[Collected data]
-=-=-
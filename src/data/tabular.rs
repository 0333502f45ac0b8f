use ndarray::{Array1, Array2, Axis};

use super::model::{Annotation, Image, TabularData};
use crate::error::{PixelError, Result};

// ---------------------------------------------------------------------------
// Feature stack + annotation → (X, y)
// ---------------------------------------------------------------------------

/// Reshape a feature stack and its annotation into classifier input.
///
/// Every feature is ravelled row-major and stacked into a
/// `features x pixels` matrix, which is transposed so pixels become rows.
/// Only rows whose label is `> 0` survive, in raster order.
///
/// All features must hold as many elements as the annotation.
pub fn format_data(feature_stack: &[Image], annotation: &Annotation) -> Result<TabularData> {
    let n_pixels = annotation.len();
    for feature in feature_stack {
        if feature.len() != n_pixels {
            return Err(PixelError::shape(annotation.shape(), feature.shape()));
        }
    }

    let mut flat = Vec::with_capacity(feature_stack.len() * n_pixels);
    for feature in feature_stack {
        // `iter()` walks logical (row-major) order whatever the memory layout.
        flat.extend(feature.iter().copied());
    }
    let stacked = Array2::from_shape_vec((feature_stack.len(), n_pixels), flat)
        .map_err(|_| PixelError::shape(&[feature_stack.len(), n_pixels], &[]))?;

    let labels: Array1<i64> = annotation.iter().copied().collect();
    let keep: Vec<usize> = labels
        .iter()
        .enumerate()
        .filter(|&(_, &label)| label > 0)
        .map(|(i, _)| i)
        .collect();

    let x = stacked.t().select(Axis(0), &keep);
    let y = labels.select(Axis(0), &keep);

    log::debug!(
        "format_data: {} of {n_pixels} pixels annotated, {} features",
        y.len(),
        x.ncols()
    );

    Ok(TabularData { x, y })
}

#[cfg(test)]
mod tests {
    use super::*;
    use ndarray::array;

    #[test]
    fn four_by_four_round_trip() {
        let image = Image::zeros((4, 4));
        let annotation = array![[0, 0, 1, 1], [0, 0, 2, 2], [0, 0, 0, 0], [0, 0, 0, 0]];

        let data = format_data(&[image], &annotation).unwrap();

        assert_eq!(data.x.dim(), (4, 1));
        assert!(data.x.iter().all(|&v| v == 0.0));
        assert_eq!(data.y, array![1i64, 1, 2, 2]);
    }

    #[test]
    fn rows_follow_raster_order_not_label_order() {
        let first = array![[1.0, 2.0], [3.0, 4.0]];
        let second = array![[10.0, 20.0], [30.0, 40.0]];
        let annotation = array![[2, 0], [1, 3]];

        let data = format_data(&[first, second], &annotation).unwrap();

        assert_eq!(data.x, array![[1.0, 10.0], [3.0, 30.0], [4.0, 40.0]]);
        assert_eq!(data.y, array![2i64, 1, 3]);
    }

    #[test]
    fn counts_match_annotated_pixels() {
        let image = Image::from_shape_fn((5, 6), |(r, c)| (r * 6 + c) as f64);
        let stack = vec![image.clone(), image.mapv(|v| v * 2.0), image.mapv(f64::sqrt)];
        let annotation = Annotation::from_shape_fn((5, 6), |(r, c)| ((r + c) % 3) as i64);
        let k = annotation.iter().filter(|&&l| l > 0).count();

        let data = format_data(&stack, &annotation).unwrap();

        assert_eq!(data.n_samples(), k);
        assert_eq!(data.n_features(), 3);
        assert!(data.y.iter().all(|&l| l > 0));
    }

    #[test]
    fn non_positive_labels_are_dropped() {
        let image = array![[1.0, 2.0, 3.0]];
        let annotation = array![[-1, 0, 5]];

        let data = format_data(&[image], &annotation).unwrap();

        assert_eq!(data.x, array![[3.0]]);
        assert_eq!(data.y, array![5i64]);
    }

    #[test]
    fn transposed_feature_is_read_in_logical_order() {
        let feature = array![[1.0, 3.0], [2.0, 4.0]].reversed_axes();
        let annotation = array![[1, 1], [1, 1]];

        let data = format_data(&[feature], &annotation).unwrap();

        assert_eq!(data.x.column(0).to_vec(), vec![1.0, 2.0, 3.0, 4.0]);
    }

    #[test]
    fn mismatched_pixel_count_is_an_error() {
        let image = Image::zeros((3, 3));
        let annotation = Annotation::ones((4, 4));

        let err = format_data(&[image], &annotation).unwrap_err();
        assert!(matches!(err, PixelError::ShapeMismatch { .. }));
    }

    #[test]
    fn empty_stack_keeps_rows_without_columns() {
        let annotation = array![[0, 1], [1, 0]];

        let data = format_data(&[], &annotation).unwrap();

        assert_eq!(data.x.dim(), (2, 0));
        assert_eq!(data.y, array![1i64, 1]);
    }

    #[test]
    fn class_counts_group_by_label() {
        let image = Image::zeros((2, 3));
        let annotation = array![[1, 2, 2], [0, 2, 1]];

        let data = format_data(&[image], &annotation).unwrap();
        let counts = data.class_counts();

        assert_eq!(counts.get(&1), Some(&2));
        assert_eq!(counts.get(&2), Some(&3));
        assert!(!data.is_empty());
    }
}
-=-=-
• [Problem details]: Find the number of lines in the records that include the word "Axis". Write only that number.

• [Answer box]: 3